Power monitor

Hi guys,

I read in the design guide that for 5V design with TK1, it needs a power monitor (page 18).
I am curious to know why it is recommanded for 5V design and not for 12V ones ?
Moreover, why are the nets not corresponding to the monitored module ? (for example VDD_SYS_CPU_P/M with USB module) ?
It would be surprising if the PMIC doesn’t handle overcurrent on GPU/CPU supplies by itself…

Any suggestions ? :)

Have a nice day.

I’m only guessing here, but I suspect the reason is due to the difference between an SoC regulator which has the ability to correctly regulate over a large range of voltages with 12V in, versus 5V being used directly with components which need a narrow tolerance. Simply put, I’m guessing that directly using 5V may behave badly if the voltage drops even a small amount, versus 12V not caring because it has a regulator which tolerates a wide range.

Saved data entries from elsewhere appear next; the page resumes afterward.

use std::sync::LazyLock;

use async_trait::async_trait;
use regex::Regex;
use reqwest::Client;
use tracing::{debug, warn};

use crate::{
    channel::{
        error::ChannelError,
        listing::{self, ChannelHandlers, ListingContext, Payload, Record, RegexRecord},
        parser_data::{ParserEntry, ParserTable},
        settings::ChannelSettings,
        site_channel::{ChannelBase, ChannelInfo, SiteChannel},
    },
    media::{MediaItem, MediaType, StreamFormat},
};

pub static URL_REGEX: LazyLock<Regex> =
    LazyLock::new(|| Regex::new(r"^https?://(?:www\.)?nieuws\.vtm\.be/").unwrap());

static EPISODE_ITEM_REGEX: LazyLock<Regex> = LazyLock::new(|| {
    Regex::new(r#"<li><a[^>]+href="/([^"]+)" class="level-1[^>]+>([^<]+)</a>"#).unwrap()
});

static VIDEO_ITEM_REGEX: LazyLock<Regex> = LazyLock::new(|| {
    Regex::new(concat!(
        r#"<article[^<]+has-video"[^>]*>\W*<a href="(?<Url>[^<"]+)"[^>]*>\W+"#,
        r#"<div[^<]+<img[^>]+src="(?<Thumb>[^"]+)"[^>]*>[\w\W]{0,500}?<h3[^>]*>"#,
        r#"(?:\W+<span[^>]*>[^>]*>)?(?<Title>[^<]+)</h3>\W+<div[^<]+<time[^>]+"#,
        r#"datetime="(?<DateTime>[^"]+)"[^<]+</time>\W*</div>\W*<p[^>]+>*"#,
        r#"(?<Description>[^<]+)"#,
    ))
    .unwrap()
});

static STADION_REGEX: LazyLock<Regex> = LazyLock::new(|| {
    Regex::new(concat!(
        r#"<article[^>]*>\W*<div class="image is-video">\W*<a href="(?<Url>[^"]+)"#,
        r#"[^>]*>\W*<img[^>]+src="(?<Thumb>[^"]+)"[\w\W]{0,1000}?<h3 class="#,
        r#""pagemanager-item-title">\W*<span>\W*<a[^>]*>(?<Title>[^<]+)[\w\W]"#,
        r#"{0,1000}?<div class="teaser">\W*<a[^>]+>(?<Description>[^<]+)"#,
    ))
    .unwrap()
});

static MEDIA_URL_REGEX: LazyLock<Regex> = LazyLock::new(|| {
    Regex::new(r#"<source[^>]+src="([^"]+)"[^>]+type="video/mp4"[^>]*/>"#).unwrap()
});

#[derive(Debug, Clone, Copy, PartialEq, Eq)]
pub enum VtmHandler {
    EpisodeItem,
    VideoItem,
    Video,
}

pub struct Vtm {
    base: ChannelBase,
    parsers: ParserTable<VtmHandler>,
}

impl Vtm {
    const BASE_URL: &str = "http://nieuws.vtm.be";
    const MAIN_LIST_URI: &str = "http://nieuws.vtm.be/herbekijk";
    const NO_IMAGE: &str = "vtmimage.jpg";

    pub fn new(client: Client, settings: ChannelSettings, cookies: Option<String>) -> Self {
        let info = ChannelInfo::new("vtm", "VTM Nieuws", "News videos of VTM Nieuws", "nl");
        let mut base = ChannelBase::new(info, client, settings);
        if let Some(cookies) = cookies {
            base.set_cookies_from_string(&cookies);
        }

        let mut parsers = ParserTable::new();
        parsers
            .add(
                ParserEntry::exact(Self::MAIN_LIST_URI)
                    .regex_parser(EPISODE_ITEM_REGEX.clone())
                    .creator(VtmHandler::EpisodeItem),
            )
            .add(
                ParserEntry::wildcard()
                    .regex_parser(VIDEO_ITEM_REGEX.clone())
                    .creator(VtmHandler::VideoItem)
                    .updater(VtmHandler::Video),
            )
            .add(
                ParserEntry::exact("http://nieuws.vtm.be/stadion")
                    .regex_parser(STADION_REGEX.clone())
                    .creator(VtmHandler::VideoItem)
                    .updater(VtmHandler::Video),
            );

        Self { base, parsers }
    }

    /// A news category of the main list. The weather bulletin is a single
    /// video rather than a listing.
    pub fn create_episode_item(&self, record: &RegexRecord) -> Option<MediaItem> {
        let (Some(path), Some(title)) = (record.get(0), record.get(1)) else {
            warn!("Incomplete category match: {:?}", record);
            return None;
        };

        let mut item = MediaItem::new(title, format!("{}/{}", Self::BASE_URL, path));
        item.complete = true;
        item.icon = self.base.info.icon.clone();
        item.thumb = Some(Self::NO_IMAGE.to_string());
        if item.url.contains("/het-weer") {
            item.media_type = MediaType::Video;
            item.complete = false;
        }
        Some(item)
    }

    pub fn create_video_item(&self, record: &RegexRecord) -> Option<MediaItem> {
        let (Some(title), Some(url)) = (record.named("Title"), record.named("Url")) else {
            warn!("Incomplete video match: {:?}", record);
            return None;
        };

        let mut item = MediaItem::video(title.trim(), format!("{}{}", Self::BASE_URL, url));
        item.thumb = record.named("Thumb").map(str::to_string);
        item.description = record.named("Description").map(|d| d.trim().to_string());
        item.complete = false;

        let Some(date_time) = record.named("DateTime") else {
            return Some(item);
        };

        // "2016-10-27T19:00" followed by optional seconds and offset
        let parsed = Self::split_date_time(date_time).ok_or_else(|| {
            ChannelError::ValidationError(format!("unexpected date format: {date_time}"))
        });
        if let Err(e) = parsed
            .and_then(|(y, mo, d, h, mi)| item.set_date(y, mo, d, h, mi, 0))
        {
            warn!("Error setting date from {}: {}", date_time, e);
        }
        Some(item)
    }

    fn split_date_time(date_time: &str) -> Option<(i32, u32, u32, u32, u32)> {
        let (date, time) = date_time.split_once('T')?;
        let mut date = date.split('-');
        let mut time = time.split(':');
        Some((
            date.next()?.parse().ok()?,
            date.next()?.parse().ok()?,
            date.next()?.parse().ok()?,
            time.next()?.parse().ok()?,
            time.next()?.get(..2)?.parse().ok()?,
        ))
    }

    /// Finds the mp4 source of a video page; the last one wins.
    pub fn find_media_url(page: &str) -> Option<&str> {
        MEDIA_URL_REGEX
            .captures_iter(page)
            .filter_map(|caps| caps.get(1))
            .last()
            .map(|m| m.as_str())
    }

    pub async fn update_video_item(&self, mut item: MediaItem) -> Result<MediaItem, ChannelError> {
        debug!("Starting update of {} ({})", item.name, self.base.info.name);
        let data = self.base.get_text(&item.url).await?;

        item.streams.clear();
        match Self::find_media_url(&data) {
            Some(url) => {
                let stream = item.add_stream(url, 0);
                stream.stream_format = StreamFormat::Mp4;
                item.complete = true;
            }
            None => warn!("No media url found for {}", item.url),
        }
        Ok(item)
    }
}

#[async_trait]
impl ChannelHandlers for Vtm {
    type Handler = VtmHandler;
    type State = ();

    fn channel_base(&self) -> &ChannelBase {
        &self.base
    }

    fn parsers(&self) -> &ParserTable<VtmHandler> {
        &self.parsers
    }

    fn main_list_uri(&self) -> &str {
        Self::MAIN_LIST_URI
    }

    async fn preprocess(
        &self,
        handler: VtmHandler,
        data: Payload,
        _ctx: &mut ListingContext<'_, ()>,
    ) -> Result<(Payload, Vec<MediaItem>), ChannelError> {
        warn!("{:?} is not a preprocessor", handler);
        Ok((data, vec![]))
    }

    fn create(
        &self,
        handler: VtmHandler,
        record: Record,
        _ctx: &ListingContext<'_, ()>,
    ) -> Option<MediaItem> {
        let Record::Regex(record) = record else {
            warn!("VTM parsers only produce regex records");
            return None;
        };

        match handler {
            VtmHandler::EpisodeItem => self.create_episode_item(&record),
            VtmHandler::VideoItem => self.create_video_item(&record),
            VtmHandler::Video => {
                warn!("{:?} is not a creator", handler);
                None
            }
        }
    }

    async fn update(&self, handler: VtmHandler, item: MediaItem) -> Result<MediaItem, ChannelError> {
        match handler {
            VtmHandler::Video => self.update_video_item(item).await,
            other => {
                warn!("{:?} is not an updater", other);
                Ok(item)
            }
        }
    }
}

#[async_trait]
impl SiteChannel for Vtm {
    fn base(&self) -> &ChannelBase {
        &self.base
    }

    fn main_list_uri(&self) -> &str {
        Self::MAIN_LIST_URI
    }

    async fn process_folder_list(
        &self,
        parent: Option<&MediaItem>,
    ) -> Result<Vec<MediaItem>, ChannelError> {
        listing::process_folder_list(self, parent).await
    }

    async fn process_video_item(&self, item: MediaItem) -> Result<MediaItem, ChannelError> {
        listing::process_video_item(self, item).await
    }

    fn create_item_for_url(&self, url: &str) -> MediaItem {
        let mut item = MediaItem::video(url, url);
        item.thumb = Some(Self::NO_IMAGE.to_string());
        item
    }
}
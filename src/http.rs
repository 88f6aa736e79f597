//! Outbound HTTP client construction shared by the renderer and webhook.

use std::time::Duration;

use crate::config::HttpTimeouts;

/// Build a `reqwest` client bounded by the configured timeouts.
///
/// # Errors
///
/// Returns an error if the TLS backend cannot be initialized.
pub fn build_client(timeouts: HttpTimeouts) -> Result<reqwest::Client, reqwest::Error> {
    reqwest::Client::builder()
        .timeout(Duration::from_secs(timeouts.request_secs))
        .connect_timeout(Duration::from_secs(timeouts.connect_secs))
        .user_agent(concat!("procflow/", env!("CARGO_PKG_VERSION")))
        .build()
}

/// Flatten a `reqwest` error, tagging timeouts explicitly.
#[must_use]
pub fn describe_error(err: &reqwest::Error) -> String {
    if err.is_timeout() {
        format!("timed out: {err}")
    } else {
        err.to_string()
    }
}
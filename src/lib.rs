//! procflow turns manual and automation step lists into flowchart diagrams.
//!
//! ARCHITECTURE
//! ============
//! - [`diagram`]: pure step text → Mermaid `graph TD` builder.
//! - [`render`]: external rendering service client and local rasterization.
//! - [`webhook`]: forwards generated diagrams to a workflow endpoint.
//! - [`wizard`]: the collect/review state machine driven by the CLI.
//! - [`routes`] / [`services`]: the `POST /generate-diagrams` HTTP API.
//!
//! The builder lives here once so the server and the CLI cannot drift.

pub mod config;
pub mod diagram;
pub mod error;
pub mod http;
pub mod render;
pub mod routes;
pub mod services;
pub mod state;
pub mod timestamp;
pub mod webhook;
pub mod wizard;
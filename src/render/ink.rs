//! mermaid.ink client.
//!
//! Thin HTTP wrapper around `GET /img/{encoded}?type=png` and
//! `GET /svg/{encoded}`. The diagram source is base64url-encoded into the
//! path. Response validation lives in pure helpers for testability.
//!
//! SVG requests switch flowchart labels to native `<text>`; resvg does not
//! draw the default `<foreignObject>` HTML labels.

use crate::config::{HttpTimeouts, RenderConfig};
use crate::http;

use super::{DiagramRenderer, RenderError, encode_for_url};

const PNG_SIGNATURE: &[u8] = b"\x89PNG\r\n\x1a\n";

/// Mermaid init directive selecting plain SVG text for flowchart labels.
pub const SVG_TEXT_LABELS: &str = r#"%%{init: {"flowchart": {"htmlLabels": false}}}%%"#;

// =============================================================================
// CLIENT
// =============================================================================

pub struct InkRenderer {
    http: reqwest::Client,
    base_url: String,
    theme: String,
}

impl InkRenderer {
    /// Build a renderer with its own timeout-bounded HTTP client.
    ///
    /// # Errors
    ///
    /// Returns an error if the HTTP client fails to build.
    pub fn new(config: &RenderConfig, timeouts: HttpTimeouts) -> Result<Self, RenderError> {
        let http = http::build_client(timeouts).map_err(|e| RenderError::HttpClientBuild(e.to_string()))?;
        Ok(Self::with_client(config, http))
    }

    /// Build a renderer around an existing client.
    #[must_use]
    pub fn with_client(config: &RenderConfig, http: reqwest::Client) -> Self {
        Self { http, base_url: config.base_url.clone(), theme: config.theme.clone() }
    }

    #[must_use]
    pub fn png_url(&self, mermaid: &str) -> String {
        format!("{}/img/{}?type=png", self.base_url, encode_for_url(mermaid))
    }

    #[must_use]
    pub fn svg_url(&self, mermaid: &str) -> String {
        format!("{}/svg/{}?theme={}", self.base_url, encode_for_url(&svg_source(mermaid)), self.theme)
    }

    async fn fetch(&self, url: &str) -> Result<Vec<u8>, RenderError> {
        let response = self
            .http
            .get(url)
            .send()
            .await
            .map_err(|e| RenderError::Request(http::describe_error(&e)))?;

        let status = response.status();
        if !status.is_success() {
            tracing::warn!(status = status.as_u16(), "render service rejected diagram");
            return Err(RenderError::Status { status: status.as_u16() });
        }

        let bytes = response
            .bytes()
            .await
            .map_err(|e| RenderError::Request(http::describe_error(&e)))?;
        Ok(bytes.to_vec())
    }
}

#[async_trait::async_trait]
impl DiagramRenderer for InkRenderer {
    async fn render_svg(&self, mermaid: &str) -> Result<String, RenderError> {
        let body = self.fetch(&self.svg_url(mermaid)).await?;
        parse_svg(body)
    }

    async fn render_png(&self, mermaid: &str) -> Result<Vec<u8>, RenderError> {
        let body = self.fetch(&self.png_url(mermaid)).await?;
        check_png(body)
    }
}

/// Source sent for SVG rendering: the text-label directive, then the diagram.
#[must_use]
pub fn svg_source(mermaid: &str) -> String {
    format!("{SVG_TEXT_LABELS}\n{mermaid}")
}

// =============================================================================
// PARSING
// =============================================================================

fn parse_svg(body: Vec<u8>) -> Result<String, RenderError> {
    let text = String::from_utf8(body).map_err(|e| RenderError::Body(e.to_string()))?;
    if !text.contains("<svg") {
        return Err(RenderError::Body("response is not SVG markup".into()));
    }
    Ok(text)
}

fn check_png(body: Vec<u8>) -> Result<Vec<u8>, RenderError> {
    if !body.starts_with(PNG_SIGNATURE) {
        return Err(RenderError::Body(format!("response is not a PNG ({} bytes)", body.len())));
    }
    Ok(body)
}

#[cfg(test)]
#[path = "ink_test.rs"]
mod tests;
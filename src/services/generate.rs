//! Generate service: both step lists → Mermaid source + PNG data URIs.
//!
//! DESIGN
//! ======
//! The manual and automation diagrams are built and rendered concurrently
//! with `tokio::join!`; both complete before a result is returned. Each
//! side keeps its own `Result`, so one render failure never discards the
//! other diagram.

use crate::diagram::{self, DiagramKind};
use crate::render::{self, DiagramRenderer, RenderError};

/// A diagram rendered for the API response.
#[derive(Debug, Clone, PartialEq, Eq)]
pub struct RenderedDiagram {
    pub kind: DiagramKind,
    pub mermaid_code: String,
    /// `data:image/png;base64,...`
    pub png: String,
}

/// A render failure tagged with the diagram it belongs to.
#[derive(Debug, thiserror::Error)]
#[error("{kind} diagram: {source}")]
pub struct DiagramFailure {
    pub kind: DiagramKind,
    #[source]
    pub source: RenderError,
}

/// Independent outcomes for the two diagrams of one request.
#[derive(Debug)]
pub struct GeneratedPair {
    pub manual: Result<RenderedDiagram, DiagramFailure>,
    pub automation: Result<RenderedDiagram, DiagramFailure>,
}

impl GeneratedPair {
    /// Both diagrams, or the first failure in manual → automation order.
    ///
    /// # Errors
    ///
    /// Returns the manual failure if any, otherwise the automation failure.
    pub fn into_both(self) -> Result<(RenderedDiagram, RenderedDiagram), DiagramFailure> {
        Ok((self.manual?, self.automation?))
    }
}

/// Build and render a single diagram.
///
/// # Errors
///
/// Returns a `DiagramFailure` when the renderer fails.
pub async fn generate_one(
    renderer: &dyn DiagramRenderer,
    kind: DiagramKind,
    steps: &str,
) -> Result<RenderedDiagram, DiagramFailure> {
    let mermaid_code = diagram::mermaid(steps);
    match render::render_png_data_uri(renderer, &mermaid_code).await {
        Ok(png) => Ok(RenderedDiagram { kind, mermaid_code, png }),
        Err(source) => {
            tracing::warn!(%kind, error = %source, "diagram render failed");
            Err(DiagramFailure { kind, source })
        }
    }
}

/// Build and render both diagrams concurrently.
pub async fn generate_pair(renderer: &dyn DiagramRenderer, manual_steps: &str, automation_steps: &str) -> GeneratedPair {
    let (manual, automation) = tokio::join!(
        generate_one(renderer, DiagramKind::Manual, manual_steps),
        generate_one(renderer, DiagramKind::Automation, automation_steps),
    );
    GeneratedPair { manual, automation }
}

#[cfg(test)]
#[path = "generate_test.rs"]
mod tests;
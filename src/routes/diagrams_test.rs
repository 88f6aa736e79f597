use std::sync::Arc;

use super::*;
use crate::config::AppConfig;
use crate::render::png_data_uri;
use crate::state::test_helpers::{FAKE_PNG, FakeRenderer, spawn_server, test_app_state};

fn body(manual: Option<&str>, automation: Option<&str>, api_key: Option<&str>) -> GenerateDiagramsBody {
    GenerateDiagramsBody {
        manual_steps: manual.map(str::to_owned),
        automation_steps: automation.map(str::to_owned),
        api_key: api_key.map(str::to_owned),
    }
}

fn config_with_key(key: &str) -> AppConfig {
    AppConfig { api_key: Some(key.to_owned()), ..AppConfig::default() }
}

async fn call(state: AppState, body: GenerateDiagramsBody) -> Result<Json<GenerateDiagramsResponse>, ApiError> {
    generate_diagrams(State(state), Ok(Json(body))).await
}

// =============================================================================
// handler
// =============================================================================

#[tokio::test]
async fn generates_both_diagrams() {
    let renderer = Arc::new(FakeRenderer::default());
    let state = test_app_state(AppConfig::default(), renderer.clone());

    let Json(resp) = call(state, body(Some("A\nB\nC"), Some("Auto"), None)).await.unwrap();
    assert!(resp.success);
    assert_eq!(resp.diagrams.manual.mermaid_code, crate::diagram::mermaid("A\nB\nC"));
    assert_eq!(resp.diagrams.automation.mermaid_code, crate::diagram::mermaid("Auto"));
    assert_eq!(resp.diagrams.manual.png, png_data_uri(FAKE_PNG));
    assert!(resp.diagrams.automation.png.starts_with("data:image/png;base64,"));
    assert!(resp.timestamp.ends_with('Z'));
    assert_eq!(renderer.call_count(), 2);
}

#[tokio::test]
async fn renderer_receives_built_mermaid_sources() {
    let renderer = Arc::new(FakeRenderer::default());
    let state = test_app_state(AppConfig::default(), renderer.clone());
    let manual = "Receive \"urgent\" email\n\n  Forward to team  ";
    let automation = "Webhook\r\nAuto-assign";

    call(state, body(Some(manual), Some(automation), None)).await.unwrap();

    let mut expected = vec![crate::diagram::mermaid(manual), crate::diagram::mermaid(automation)];
    expected.sort();
    assert_eq!(renderer.seen_sorted(), expected);
}

#[tokio::test]
async fn mismatched_api_key_is_unauthorized() {
    let renderer = Arc::new(FakeRenderer::default());
    let state = test_app_state(config_with_key("s3cret"), renderer.clone());

    let err = call(state, body(Some("A"), Some("B"), Some("wrong"))).await.unwrap_err();
    assert!(matches!(err, ApiError::Unauthorized));
    assert_eq!(err.status(), StatusCode::UNAUTHORIZED);
    assert_eq!(renderer.call_count(), 0);
}

#[tokio::test]
async fn missing_api_key_is_unauthorized_when_secret_configured() {
    let renderer = Arc::new(FakeRenderer::default());
    let state = test_app_state(config_with_key("s3cret"), renderer.clone());

    let err = call(state, body(Some("A"), Some("B"), None)).await.unwrap_err();
    assert_eq!(err.status(), StatusCode::UNAUTHORIZED);
}

#[tokio::test]
async fn matching_api_key_is_accepted() {
    let renderer = Arc::new(FakeRenderer::default());
    let state = test_app_state(config_with_key("s3cret"), renderer.clone());

    assert!(call(state, body(Some("A"), Some("B"), Some("s3cret"))).await.is_ok());
}

#[tokio::test]
async fn api_key_ignored_without_secret() {
    let renderer = Arc::new(FakeRenderer::default());
    let state = test_app_state(AppConfig::default(), renderer);

    assert!(call(state, body(Some("A"), Some("B"), Some("anything"))).await.is_ok());
}

#[tokio::test]
async fn missing_automation_steps_is_bad_request() {
    let renderer = Arc::new(FakeRenderer::default());
    let state = test_app_state(AppConfig::default(), renderer.clone());

    let err = call(state, body(Some("A"), None, None)).await.unwrap_err();
    assert!(matches!(err, ApiError::MissingFields));
    assert_eq!(err.status(), StatusCode::BAD_REQUEST);
    assert_eq!(renderer.call_count(), 0);
}

#[tokio::test]
async fn blank_manual_steps_is_bad_request() {
    let renderer = Arc::new(FakeRenderer::default());
    let state = test_app_state(AppConfig::default(), renderer.clone());

    let err = call(state, body(Some(" \n\t"), Some("B"), None)).await.unwrap_err();
    assert_eq!(err.status(), StatusCode::BAD_REQUEST);
    assert_eq!(renderer.call_count(), 0);
}

#[tokio::test]
async fn auth_checked_before_validation() {
    let renderer = Arc::new(FakeRenderer::default());
    let state = test_app_state(config_with_key("s3cret"), renderer);

    let err = call(state, body(None, None, Some("wrong"))).await.unwrap_err();
    assert_eq!(err.status(), StatusCode::UNAUTHORIZED);
}

#[tokio::test]
async fn render_failure_is_internal_error_with_details() {
    let renderer = Arc::new(FakeRenderer::failing_on("explode"));
    let state = test_app_state(AppConfig::default(), renderer.clone());

    let err = call(state, body(Some("fine"), Some("explode"), None)).await.unwrap_err();
    assert_eq!(err.status(), StatusCode::INTERNAL_SERVER_ERROR);
    assert_eq!(err.error_code(), "E_RENDER_STATUS");
    assert!(err.retryable());
    assert_eq!(renderer.call_count(), 2);
}

// =============================================================================
// error responses
// =============================================================================

async fn response_json(response: Response) -> serde_json::Value {
    let bytes = axum::body::to_bytes(response.into_body(), usize::MAX).await.unwrap();
    serde_json::from_slice(&bytes).unwrap()
}

#[tokio::test]
async fn render_error_response_body() {
    let renderer = Arc::new(FakeRenderer::failing_on("explode"));
    let state = test_app_state(AppConfig::default(), renderer);

    let err = call(state, body(Some("explode"), Some("fine"), None)).await.unwrap_err();
    let response = err.into_response();
    assert_eq!(response.status(), StatusCode::INTERNAL_SERVER_ERROR);
    let json = response_json(response).await;
    assert_eq!(json["error"], "Failed to generate diagrams");
    assert_eq!(json["details"], "manual diagram: render service returned status 503");
}

#[tokio::test]
async fn unauthorized_response_body() {
    let response = ApiError::Unauthorized.into_response();
    assert_eq!(response.status(), StatusCode::UNAUTHORIZED);
    let json = response_json(response).await;
    assert_eq!(json["error"], "Unauthorized: Invalid API key");
    assert_eq!(json["code"], "E_UNAUTHORIZED");
    assert!(json.get("details").is_none());
}

// =============================================================================
// router
// =============================================================================

#[tokio::test]
async fn router_serves_camel_case_contract() {
    let renderer = Arc::new(FakeRenderer::default());
    let base = spawn_server(crate::routes::app(test_app_state(AppConfig::default(), renderer))).await;

    let response = reqwest::Client::new()
        .post(format!("{base}/generate-diagrams"))
        .json(&serde_json::json!({ "manualSteps": "Receive email\nReply", "automationSteps": "Webhook" }))
        .send()
        .await
        .unwrap();
    assert_eq!(response.status().as_u16(), 200);

    let json: serde_json::Value = response.json().await.unwrap();
    assert_eq!(json["success"], true);
    assert!(json["diagrams"]["manual"]["mermaidCode"].as_str().unwrap().contains("Step2[\"Reply\"]"));
    assert!(json["diagrams"]["automation"]["png"].as_str().unwrap().starts_with("data:image/png;base64,"));
    assert!(json["timestamp"].is_string());
}

#[tokio::test]
async fn router_api_alias_and_malformed_body() {
    let renderer = Arc::new(FakeRenderer::default());
    let base = spawn_server(crate::routes::app(test_app_state(AppConfig::default(), renderer.clone()))).await;

    let response = reqwest::Client::new()
        .post(format!("{base}/api/generate-diagrams"))
        .header("content-type", "application/json")
        .body("{not json")
        .send()
        .await
        .unwrap();
    assert_eq!(response.status().as_u16(), 400);
    let json: serde_json::Value = response.json().await.unwrap();
    assert_eq!(json["code"], "E_VALIDATION");
    assert_eq!(renderer.call_count(), 0);
}

#[tokio::test]
async fn router_healthz() {
    let renderer = Arc::new(FakeRenderer::default());
    let base = spawn_server(crate::routes::app(test_app_state(AppConfig::default(), renderer))).await;
    let response = reqwest::get(format!("{base}/healthz")).await.unwrap();
    assert_eq!(response.status().as_u16(), 200);
}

The 3.3v and 5v are main power for system
For the 12v power input design, there is a pre-regulator to generate 3.3v and 5v power.
For the 5v power input design, 5v is direct supply to PMIC or other device(USB,MDM). the drop on 5v may below a acceptable level for them
PMIC can monitor the current of CPU/GPU/Core and handle them
There should be some error on the net name of figure 8.
SW could limit CPU/GPU/EMC clock if the overcurrent happen on the module

Thanks all
@edli1983 : 5V_SYS in fact is used for PMIC USB, MDM, SATA & audio codec powering.
So it would be more efficient to monitor the 5V input of the design I think ;).